> [Goal of the exercise]
A single figure is required: the number of lines below in which the word "whole" occurs.
+ + + +
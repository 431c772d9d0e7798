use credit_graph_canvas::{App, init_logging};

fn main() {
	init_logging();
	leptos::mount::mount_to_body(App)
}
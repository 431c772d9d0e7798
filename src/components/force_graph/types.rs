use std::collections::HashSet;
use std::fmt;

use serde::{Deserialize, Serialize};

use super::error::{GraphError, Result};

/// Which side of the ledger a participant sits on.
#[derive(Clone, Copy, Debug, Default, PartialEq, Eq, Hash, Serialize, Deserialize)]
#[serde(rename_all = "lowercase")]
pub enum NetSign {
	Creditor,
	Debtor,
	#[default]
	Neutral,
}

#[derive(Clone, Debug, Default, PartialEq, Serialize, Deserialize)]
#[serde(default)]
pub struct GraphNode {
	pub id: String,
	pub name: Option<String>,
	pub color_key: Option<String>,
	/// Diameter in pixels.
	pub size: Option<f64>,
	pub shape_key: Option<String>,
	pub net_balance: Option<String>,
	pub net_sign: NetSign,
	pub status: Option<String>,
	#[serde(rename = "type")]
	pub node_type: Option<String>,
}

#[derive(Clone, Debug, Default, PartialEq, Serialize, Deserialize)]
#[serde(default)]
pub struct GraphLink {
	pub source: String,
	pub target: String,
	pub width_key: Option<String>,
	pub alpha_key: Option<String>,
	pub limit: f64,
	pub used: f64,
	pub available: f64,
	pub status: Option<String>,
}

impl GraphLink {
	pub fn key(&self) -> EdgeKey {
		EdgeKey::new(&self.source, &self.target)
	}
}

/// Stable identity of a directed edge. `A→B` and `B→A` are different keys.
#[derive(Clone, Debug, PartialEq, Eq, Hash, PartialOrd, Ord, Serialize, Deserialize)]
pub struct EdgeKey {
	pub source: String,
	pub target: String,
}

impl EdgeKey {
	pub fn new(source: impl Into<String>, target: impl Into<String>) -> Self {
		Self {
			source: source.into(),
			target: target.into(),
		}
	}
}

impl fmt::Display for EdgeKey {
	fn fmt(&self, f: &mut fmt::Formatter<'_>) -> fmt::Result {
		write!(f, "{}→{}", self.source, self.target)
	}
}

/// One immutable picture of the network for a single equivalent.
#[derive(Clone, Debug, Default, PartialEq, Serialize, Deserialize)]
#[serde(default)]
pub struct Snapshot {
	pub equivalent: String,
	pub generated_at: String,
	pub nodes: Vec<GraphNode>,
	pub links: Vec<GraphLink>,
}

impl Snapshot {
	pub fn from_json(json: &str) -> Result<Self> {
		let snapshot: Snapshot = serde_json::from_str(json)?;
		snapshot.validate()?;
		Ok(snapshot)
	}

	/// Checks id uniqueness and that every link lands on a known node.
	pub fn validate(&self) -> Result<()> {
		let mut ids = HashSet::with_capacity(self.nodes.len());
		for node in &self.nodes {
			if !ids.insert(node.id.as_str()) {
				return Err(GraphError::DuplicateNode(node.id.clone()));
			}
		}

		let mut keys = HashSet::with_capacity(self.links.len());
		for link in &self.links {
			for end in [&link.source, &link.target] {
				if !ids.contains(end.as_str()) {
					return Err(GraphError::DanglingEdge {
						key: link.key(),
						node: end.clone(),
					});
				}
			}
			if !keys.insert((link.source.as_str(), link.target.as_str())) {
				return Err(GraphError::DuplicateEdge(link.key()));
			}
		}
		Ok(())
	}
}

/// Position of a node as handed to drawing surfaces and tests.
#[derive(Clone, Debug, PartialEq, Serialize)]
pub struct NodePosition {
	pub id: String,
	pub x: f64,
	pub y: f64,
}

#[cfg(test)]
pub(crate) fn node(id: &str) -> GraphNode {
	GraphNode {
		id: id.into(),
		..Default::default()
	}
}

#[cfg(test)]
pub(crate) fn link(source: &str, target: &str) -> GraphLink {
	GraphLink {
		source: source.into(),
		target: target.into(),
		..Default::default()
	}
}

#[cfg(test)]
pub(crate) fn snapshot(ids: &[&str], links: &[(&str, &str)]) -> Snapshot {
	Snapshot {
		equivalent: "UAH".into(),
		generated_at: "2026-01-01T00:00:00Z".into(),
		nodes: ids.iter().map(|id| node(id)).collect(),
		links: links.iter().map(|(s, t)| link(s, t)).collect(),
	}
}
+ + + +
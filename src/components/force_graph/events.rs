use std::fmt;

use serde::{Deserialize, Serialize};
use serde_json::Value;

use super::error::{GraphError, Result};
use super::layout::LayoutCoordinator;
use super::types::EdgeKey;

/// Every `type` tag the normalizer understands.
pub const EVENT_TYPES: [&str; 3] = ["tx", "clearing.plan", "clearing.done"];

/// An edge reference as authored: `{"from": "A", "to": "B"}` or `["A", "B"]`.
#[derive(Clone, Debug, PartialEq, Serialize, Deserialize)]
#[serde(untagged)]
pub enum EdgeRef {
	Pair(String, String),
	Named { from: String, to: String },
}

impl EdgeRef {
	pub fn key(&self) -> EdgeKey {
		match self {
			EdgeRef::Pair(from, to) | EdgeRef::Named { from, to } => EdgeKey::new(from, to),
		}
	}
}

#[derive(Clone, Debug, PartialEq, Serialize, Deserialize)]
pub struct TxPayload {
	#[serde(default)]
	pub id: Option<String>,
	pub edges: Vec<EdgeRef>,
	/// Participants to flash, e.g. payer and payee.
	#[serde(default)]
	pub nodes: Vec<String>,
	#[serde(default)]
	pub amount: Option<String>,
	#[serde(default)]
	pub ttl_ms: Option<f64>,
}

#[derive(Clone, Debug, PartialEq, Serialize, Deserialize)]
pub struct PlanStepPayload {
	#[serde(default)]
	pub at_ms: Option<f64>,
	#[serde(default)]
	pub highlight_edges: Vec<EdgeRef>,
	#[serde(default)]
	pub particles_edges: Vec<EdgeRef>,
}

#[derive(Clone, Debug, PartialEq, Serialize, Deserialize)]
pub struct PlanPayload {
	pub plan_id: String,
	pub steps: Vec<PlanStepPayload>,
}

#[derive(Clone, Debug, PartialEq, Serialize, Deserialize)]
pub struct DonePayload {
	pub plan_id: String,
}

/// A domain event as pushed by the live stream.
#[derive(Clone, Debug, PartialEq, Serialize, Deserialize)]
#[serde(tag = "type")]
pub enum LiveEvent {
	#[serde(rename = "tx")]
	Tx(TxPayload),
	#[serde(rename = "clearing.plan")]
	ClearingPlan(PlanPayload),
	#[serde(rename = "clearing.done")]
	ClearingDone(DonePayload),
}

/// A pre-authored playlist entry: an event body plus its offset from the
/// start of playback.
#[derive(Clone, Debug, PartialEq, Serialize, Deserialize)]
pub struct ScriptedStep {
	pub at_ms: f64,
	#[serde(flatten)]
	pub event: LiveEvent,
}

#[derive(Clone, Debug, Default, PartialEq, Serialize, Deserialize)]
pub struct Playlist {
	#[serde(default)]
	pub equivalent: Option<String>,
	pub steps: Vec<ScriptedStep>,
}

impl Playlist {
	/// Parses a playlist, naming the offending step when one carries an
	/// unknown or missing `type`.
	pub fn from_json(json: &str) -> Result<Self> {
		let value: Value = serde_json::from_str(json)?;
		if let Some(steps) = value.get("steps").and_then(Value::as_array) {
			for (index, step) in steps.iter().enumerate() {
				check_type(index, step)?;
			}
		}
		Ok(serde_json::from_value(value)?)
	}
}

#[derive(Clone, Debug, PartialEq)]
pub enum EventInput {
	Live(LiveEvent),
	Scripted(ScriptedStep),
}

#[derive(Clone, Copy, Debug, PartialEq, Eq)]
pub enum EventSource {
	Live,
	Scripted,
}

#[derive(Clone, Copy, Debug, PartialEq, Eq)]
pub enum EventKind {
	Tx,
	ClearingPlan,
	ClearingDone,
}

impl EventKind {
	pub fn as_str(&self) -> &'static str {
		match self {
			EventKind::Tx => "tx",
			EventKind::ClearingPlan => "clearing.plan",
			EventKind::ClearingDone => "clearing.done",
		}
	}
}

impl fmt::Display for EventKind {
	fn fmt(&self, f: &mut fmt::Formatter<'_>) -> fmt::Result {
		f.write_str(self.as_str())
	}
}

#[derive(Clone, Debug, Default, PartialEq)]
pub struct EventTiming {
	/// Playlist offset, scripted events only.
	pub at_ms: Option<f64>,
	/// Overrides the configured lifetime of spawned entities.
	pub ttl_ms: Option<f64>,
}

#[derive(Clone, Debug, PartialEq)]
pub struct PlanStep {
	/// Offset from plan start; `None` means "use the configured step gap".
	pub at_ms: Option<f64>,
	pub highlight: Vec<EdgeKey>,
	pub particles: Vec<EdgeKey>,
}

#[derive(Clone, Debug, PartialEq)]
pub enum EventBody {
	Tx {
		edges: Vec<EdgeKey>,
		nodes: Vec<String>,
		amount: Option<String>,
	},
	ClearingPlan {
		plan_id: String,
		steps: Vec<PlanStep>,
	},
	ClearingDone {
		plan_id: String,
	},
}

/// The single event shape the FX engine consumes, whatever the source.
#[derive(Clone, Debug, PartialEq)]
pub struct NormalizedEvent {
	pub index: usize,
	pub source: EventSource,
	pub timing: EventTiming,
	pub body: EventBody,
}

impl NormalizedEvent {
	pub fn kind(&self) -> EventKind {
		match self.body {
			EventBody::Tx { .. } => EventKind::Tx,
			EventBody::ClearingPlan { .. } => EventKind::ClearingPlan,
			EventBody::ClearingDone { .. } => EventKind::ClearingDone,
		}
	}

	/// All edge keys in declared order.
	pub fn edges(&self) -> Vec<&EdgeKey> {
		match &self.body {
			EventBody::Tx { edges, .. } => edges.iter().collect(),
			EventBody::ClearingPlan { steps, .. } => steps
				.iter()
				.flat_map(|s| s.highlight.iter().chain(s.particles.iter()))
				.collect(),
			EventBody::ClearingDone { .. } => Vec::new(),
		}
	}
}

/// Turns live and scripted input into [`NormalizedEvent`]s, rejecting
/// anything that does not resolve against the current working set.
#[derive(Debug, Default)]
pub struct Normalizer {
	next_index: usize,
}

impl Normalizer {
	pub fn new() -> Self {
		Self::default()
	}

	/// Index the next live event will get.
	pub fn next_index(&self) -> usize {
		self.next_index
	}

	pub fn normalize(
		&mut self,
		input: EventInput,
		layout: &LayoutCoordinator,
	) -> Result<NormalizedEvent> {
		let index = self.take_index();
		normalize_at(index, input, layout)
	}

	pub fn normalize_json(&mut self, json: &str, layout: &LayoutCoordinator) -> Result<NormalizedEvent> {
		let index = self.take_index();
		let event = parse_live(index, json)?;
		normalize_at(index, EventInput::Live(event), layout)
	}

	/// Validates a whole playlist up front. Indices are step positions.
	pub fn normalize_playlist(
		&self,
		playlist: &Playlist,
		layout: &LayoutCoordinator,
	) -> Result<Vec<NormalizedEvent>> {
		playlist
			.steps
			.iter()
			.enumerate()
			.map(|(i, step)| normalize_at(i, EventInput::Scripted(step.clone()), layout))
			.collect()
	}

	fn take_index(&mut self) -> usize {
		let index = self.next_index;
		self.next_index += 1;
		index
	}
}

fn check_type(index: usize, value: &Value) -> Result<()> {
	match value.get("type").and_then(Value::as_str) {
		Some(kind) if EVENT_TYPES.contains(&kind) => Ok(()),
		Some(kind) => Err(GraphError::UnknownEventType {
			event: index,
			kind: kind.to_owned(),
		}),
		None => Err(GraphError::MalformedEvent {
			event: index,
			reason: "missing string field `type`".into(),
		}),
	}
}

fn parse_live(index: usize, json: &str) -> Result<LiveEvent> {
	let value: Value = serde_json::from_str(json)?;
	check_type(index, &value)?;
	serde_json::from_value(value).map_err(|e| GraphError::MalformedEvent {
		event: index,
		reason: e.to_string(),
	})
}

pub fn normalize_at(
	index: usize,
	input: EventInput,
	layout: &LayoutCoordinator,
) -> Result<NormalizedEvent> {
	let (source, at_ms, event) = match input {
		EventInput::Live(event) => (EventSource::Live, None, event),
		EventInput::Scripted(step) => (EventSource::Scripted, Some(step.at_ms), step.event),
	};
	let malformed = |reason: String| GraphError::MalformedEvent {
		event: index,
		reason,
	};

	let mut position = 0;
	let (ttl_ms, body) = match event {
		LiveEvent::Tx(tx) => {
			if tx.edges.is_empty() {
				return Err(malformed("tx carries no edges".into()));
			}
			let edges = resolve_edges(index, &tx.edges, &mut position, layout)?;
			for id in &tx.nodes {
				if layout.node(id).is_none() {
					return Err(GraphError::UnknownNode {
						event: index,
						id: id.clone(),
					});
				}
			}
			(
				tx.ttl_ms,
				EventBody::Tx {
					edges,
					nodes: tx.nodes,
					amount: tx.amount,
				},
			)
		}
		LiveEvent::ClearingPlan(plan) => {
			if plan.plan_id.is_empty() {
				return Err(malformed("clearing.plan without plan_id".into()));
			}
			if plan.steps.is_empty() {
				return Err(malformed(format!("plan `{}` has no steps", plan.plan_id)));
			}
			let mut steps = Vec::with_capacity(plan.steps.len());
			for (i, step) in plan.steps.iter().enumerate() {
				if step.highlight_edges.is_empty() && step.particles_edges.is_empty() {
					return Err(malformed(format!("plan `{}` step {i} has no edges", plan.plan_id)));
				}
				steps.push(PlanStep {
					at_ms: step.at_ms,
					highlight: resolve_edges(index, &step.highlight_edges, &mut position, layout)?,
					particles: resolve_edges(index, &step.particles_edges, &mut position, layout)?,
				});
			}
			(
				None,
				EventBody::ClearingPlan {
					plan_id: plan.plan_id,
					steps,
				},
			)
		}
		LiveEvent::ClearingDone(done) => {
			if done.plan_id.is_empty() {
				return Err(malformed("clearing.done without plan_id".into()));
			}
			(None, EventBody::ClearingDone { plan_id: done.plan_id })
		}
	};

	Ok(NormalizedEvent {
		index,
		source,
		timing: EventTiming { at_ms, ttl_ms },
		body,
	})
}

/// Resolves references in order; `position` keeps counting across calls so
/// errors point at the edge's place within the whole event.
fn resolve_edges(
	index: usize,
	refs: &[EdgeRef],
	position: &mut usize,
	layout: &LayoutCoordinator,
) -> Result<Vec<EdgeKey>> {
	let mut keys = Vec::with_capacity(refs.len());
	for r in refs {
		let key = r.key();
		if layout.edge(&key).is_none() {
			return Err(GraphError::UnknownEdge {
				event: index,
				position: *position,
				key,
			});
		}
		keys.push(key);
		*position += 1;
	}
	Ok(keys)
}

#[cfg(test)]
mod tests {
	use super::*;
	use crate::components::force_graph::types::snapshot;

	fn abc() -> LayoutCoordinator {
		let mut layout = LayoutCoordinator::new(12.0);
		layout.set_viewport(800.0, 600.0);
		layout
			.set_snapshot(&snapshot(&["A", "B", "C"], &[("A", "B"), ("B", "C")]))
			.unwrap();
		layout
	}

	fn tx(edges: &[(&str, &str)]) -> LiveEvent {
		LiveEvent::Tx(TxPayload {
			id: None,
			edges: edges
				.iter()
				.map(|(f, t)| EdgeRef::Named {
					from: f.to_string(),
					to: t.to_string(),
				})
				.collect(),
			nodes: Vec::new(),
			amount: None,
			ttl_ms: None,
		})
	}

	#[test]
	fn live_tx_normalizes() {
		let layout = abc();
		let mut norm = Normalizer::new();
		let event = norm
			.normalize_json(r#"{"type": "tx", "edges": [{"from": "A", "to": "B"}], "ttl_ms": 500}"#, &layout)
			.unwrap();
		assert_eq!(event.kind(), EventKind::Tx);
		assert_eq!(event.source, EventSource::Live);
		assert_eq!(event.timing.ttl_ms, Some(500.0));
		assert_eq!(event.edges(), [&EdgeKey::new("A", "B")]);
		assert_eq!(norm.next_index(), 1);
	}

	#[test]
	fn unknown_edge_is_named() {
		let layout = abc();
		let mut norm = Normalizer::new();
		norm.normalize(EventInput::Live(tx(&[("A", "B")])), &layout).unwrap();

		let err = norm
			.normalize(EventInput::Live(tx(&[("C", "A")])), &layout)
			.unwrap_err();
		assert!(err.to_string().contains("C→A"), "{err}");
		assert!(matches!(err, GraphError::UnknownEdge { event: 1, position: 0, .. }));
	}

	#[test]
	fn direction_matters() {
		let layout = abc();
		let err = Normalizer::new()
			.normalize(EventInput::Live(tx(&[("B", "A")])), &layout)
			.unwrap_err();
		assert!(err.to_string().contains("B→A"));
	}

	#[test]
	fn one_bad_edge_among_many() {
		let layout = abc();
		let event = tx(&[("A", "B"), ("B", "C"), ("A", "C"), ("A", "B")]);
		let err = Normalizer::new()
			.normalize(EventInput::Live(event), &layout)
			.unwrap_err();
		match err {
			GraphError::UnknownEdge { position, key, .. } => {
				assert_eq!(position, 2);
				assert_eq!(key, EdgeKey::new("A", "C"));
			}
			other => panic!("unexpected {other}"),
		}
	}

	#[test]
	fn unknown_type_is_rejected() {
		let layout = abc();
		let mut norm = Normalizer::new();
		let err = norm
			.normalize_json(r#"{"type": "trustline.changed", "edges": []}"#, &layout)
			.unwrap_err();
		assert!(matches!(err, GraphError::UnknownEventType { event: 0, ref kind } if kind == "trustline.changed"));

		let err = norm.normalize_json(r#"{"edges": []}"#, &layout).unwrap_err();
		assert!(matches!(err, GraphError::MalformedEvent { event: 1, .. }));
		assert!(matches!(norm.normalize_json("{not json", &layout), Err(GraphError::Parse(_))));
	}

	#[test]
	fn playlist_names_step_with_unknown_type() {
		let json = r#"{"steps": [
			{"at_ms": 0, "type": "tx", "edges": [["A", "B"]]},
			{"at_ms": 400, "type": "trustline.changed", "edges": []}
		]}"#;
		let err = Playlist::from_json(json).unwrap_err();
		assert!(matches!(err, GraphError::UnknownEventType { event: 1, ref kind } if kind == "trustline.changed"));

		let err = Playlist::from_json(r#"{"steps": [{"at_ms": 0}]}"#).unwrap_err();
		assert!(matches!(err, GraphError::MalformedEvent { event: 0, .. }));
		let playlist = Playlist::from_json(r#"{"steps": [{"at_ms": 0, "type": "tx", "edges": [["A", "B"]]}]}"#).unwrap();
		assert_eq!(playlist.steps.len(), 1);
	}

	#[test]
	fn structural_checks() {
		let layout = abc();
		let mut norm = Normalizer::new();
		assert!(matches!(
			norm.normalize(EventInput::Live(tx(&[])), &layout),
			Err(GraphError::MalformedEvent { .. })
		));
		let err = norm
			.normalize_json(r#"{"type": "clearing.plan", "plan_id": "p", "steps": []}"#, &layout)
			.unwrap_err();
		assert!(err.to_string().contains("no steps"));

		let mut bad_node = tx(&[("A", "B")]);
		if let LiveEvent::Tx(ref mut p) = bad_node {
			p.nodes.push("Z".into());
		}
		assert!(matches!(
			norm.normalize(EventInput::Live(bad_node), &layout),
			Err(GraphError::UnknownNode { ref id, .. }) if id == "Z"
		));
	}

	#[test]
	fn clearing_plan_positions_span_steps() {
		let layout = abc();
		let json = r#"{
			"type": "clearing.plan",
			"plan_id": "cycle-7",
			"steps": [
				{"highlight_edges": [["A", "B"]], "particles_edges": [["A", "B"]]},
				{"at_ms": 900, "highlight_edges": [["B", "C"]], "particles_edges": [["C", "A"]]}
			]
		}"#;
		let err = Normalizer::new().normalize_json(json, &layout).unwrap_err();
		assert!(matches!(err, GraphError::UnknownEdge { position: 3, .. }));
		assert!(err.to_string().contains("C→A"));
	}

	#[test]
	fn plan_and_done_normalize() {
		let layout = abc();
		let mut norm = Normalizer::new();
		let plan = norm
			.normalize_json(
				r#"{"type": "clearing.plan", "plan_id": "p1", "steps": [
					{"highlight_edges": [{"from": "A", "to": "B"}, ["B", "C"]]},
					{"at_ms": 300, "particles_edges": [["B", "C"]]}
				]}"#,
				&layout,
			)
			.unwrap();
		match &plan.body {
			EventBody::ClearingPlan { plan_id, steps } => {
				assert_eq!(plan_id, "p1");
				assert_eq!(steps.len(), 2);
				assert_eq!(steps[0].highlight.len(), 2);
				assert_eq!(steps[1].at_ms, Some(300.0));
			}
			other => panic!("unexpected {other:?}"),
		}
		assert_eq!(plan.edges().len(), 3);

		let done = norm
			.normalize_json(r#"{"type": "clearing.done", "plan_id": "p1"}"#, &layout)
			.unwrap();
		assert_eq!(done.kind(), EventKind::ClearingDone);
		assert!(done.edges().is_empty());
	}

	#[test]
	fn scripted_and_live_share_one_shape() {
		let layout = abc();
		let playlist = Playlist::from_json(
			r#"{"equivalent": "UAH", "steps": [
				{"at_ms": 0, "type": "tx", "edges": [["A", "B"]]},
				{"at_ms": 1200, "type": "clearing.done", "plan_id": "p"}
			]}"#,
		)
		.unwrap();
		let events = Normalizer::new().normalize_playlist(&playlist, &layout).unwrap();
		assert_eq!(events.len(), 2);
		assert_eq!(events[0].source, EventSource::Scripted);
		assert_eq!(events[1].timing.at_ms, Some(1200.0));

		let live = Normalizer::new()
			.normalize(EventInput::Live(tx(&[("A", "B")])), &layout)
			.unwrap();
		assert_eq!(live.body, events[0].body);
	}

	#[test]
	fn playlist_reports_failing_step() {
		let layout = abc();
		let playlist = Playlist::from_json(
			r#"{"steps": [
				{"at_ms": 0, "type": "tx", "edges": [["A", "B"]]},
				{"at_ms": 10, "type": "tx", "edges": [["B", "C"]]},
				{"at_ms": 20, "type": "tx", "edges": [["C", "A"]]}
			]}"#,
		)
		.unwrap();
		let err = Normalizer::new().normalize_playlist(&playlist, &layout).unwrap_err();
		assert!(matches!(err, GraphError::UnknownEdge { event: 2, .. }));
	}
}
+ + + +
> [Response below]
2